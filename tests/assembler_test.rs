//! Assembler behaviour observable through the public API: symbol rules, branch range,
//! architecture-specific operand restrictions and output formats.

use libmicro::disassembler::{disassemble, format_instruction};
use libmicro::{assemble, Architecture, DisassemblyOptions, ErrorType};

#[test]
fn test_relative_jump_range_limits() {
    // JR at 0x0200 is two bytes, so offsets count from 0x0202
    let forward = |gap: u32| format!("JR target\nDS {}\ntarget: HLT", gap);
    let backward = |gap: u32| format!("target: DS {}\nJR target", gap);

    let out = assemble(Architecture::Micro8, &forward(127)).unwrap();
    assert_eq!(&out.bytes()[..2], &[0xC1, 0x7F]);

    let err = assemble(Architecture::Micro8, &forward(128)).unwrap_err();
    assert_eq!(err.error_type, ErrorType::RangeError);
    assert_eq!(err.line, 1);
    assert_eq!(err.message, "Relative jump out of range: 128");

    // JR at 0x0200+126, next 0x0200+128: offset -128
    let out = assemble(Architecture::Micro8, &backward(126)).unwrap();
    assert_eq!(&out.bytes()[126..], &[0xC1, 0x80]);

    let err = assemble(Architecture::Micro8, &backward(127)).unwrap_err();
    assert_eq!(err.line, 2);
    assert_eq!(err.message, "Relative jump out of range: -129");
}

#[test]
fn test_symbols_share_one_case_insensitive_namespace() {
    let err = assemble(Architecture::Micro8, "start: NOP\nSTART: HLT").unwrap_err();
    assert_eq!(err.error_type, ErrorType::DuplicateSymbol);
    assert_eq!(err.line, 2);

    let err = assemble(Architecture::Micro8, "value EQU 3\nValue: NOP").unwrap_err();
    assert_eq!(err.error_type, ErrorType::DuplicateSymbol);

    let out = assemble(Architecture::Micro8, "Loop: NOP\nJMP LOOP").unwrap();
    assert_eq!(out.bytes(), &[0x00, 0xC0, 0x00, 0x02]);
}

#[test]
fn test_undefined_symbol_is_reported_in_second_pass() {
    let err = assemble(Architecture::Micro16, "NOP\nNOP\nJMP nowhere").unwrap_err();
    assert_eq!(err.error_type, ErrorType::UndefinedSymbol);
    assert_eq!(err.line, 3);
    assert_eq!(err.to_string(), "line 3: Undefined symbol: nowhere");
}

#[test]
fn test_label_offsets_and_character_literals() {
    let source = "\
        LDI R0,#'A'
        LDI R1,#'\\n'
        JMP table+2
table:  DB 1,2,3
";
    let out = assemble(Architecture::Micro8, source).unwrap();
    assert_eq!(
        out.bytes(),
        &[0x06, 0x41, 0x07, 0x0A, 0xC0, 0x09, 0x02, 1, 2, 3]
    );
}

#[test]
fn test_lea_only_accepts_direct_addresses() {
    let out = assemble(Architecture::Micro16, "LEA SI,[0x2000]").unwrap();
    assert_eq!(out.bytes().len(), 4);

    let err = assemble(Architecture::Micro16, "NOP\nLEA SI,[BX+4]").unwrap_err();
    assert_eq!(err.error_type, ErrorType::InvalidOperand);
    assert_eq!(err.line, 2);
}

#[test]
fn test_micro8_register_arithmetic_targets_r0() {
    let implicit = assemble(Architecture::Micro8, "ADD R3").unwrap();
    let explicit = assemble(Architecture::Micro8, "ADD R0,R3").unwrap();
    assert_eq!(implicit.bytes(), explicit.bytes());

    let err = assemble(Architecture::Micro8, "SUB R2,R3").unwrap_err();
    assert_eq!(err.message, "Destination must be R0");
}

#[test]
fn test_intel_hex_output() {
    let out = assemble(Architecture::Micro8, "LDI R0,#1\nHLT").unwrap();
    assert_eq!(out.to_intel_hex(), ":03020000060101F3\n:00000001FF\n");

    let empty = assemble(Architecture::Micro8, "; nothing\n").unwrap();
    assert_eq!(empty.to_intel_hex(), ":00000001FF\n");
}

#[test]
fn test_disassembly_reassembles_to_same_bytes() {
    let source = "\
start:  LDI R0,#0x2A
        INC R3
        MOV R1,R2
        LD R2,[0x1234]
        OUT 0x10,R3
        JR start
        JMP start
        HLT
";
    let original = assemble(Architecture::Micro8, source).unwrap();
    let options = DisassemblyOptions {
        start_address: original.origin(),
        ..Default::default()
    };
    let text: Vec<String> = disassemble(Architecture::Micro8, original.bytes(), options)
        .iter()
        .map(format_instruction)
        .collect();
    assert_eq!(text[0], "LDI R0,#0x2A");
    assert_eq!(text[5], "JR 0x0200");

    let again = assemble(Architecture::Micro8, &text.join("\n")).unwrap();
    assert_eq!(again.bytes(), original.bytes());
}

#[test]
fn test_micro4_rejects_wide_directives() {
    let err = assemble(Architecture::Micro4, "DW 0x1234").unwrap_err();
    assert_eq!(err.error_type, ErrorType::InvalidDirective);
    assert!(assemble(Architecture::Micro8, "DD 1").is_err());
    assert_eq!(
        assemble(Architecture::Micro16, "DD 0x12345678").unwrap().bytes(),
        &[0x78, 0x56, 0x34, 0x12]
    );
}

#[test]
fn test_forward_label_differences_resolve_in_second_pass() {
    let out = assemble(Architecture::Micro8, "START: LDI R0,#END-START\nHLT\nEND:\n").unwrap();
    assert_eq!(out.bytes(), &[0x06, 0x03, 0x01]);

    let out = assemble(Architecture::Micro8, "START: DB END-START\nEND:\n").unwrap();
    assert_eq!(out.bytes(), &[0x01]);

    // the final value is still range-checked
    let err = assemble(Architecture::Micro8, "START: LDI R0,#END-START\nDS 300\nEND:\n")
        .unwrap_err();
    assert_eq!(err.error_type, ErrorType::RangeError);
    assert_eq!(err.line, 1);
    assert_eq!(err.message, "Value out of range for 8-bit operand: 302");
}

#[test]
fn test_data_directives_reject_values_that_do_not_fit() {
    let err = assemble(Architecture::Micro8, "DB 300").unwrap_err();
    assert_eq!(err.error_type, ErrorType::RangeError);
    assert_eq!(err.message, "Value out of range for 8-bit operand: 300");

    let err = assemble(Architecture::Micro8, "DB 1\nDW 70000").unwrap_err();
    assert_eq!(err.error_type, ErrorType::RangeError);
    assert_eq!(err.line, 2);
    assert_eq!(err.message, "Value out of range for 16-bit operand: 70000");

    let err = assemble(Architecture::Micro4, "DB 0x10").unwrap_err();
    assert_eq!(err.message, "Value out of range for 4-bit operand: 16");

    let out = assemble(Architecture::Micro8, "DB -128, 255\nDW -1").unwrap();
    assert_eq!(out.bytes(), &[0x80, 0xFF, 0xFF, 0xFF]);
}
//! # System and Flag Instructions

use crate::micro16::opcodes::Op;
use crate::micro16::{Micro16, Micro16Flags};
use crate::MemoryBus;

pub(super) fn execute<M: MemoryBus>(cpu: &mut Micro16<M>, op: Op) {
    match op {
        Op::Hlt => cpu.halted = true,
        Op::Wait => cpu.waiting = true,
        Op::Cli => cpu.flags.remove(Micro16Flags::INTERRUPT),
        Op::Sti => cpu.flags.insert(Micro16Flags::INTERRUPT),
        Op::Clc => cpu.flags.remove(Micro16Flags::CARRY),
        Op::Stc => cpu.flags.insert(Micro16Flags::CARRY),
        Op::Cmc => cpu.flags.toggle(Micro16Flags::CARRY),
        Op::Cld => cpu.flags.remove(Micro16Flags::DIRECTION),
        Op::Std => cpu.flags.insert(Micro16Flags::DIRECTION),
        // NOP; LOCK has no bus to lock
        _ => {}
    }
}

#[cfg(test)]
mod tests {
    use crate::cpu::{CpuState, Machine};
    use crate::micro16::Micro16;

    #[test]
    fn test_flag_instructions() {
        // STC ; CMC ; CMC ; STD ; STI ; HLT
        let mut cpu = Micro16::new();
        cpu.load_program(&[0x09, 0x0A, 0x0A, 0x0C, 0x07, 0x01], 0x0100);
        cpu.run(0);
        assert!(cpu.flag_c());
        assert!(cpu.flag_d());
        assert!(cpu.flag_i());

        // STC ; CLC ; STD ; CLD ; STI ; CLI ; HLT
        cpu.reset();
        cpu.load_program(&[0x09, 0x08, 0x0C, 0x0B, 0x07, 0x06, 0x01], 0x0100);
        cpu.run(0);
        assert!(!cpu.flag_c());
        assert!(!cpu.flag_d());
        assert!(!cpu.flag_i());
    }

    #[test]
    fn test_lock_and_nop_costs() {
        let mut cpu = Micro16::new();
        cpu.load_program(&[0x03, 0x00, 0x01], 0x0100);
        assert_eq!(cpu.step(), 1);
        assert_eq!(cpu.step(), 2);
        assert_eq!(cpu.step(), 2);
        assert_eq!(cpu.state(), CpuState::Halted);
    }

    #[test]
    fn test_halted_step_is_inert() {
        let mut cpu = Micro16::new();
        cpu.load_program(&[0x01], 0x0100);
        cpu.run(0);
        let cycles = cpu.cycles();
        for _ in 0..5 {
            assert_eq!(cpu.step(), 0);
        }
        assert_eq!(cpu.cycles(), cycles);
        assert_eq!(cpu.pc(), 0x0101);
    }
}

=======

EXERCISE DETAILS: Only lines that contain "message" are needed, so copy each of them from the data.

RESPONSE AREA:
    assert_eq!(err.message, "Relative jump out of range: 128");
    assert_eq!(err.message, "Relative jump out of range: -129");
    assert_eq!(err.message, "Destination must be R0");
    assert_eq!(err.message, "Value out of range for 8-bit operand: 302");
    assert_eq!(err.message, "Value out of range for 8-bit operand: 300");
    assert_eq!(err.message, "Value out of range for 16-bit operand: 70000");
    assert_eq!(err.message, "Value out of range for 4-bit operand: 16");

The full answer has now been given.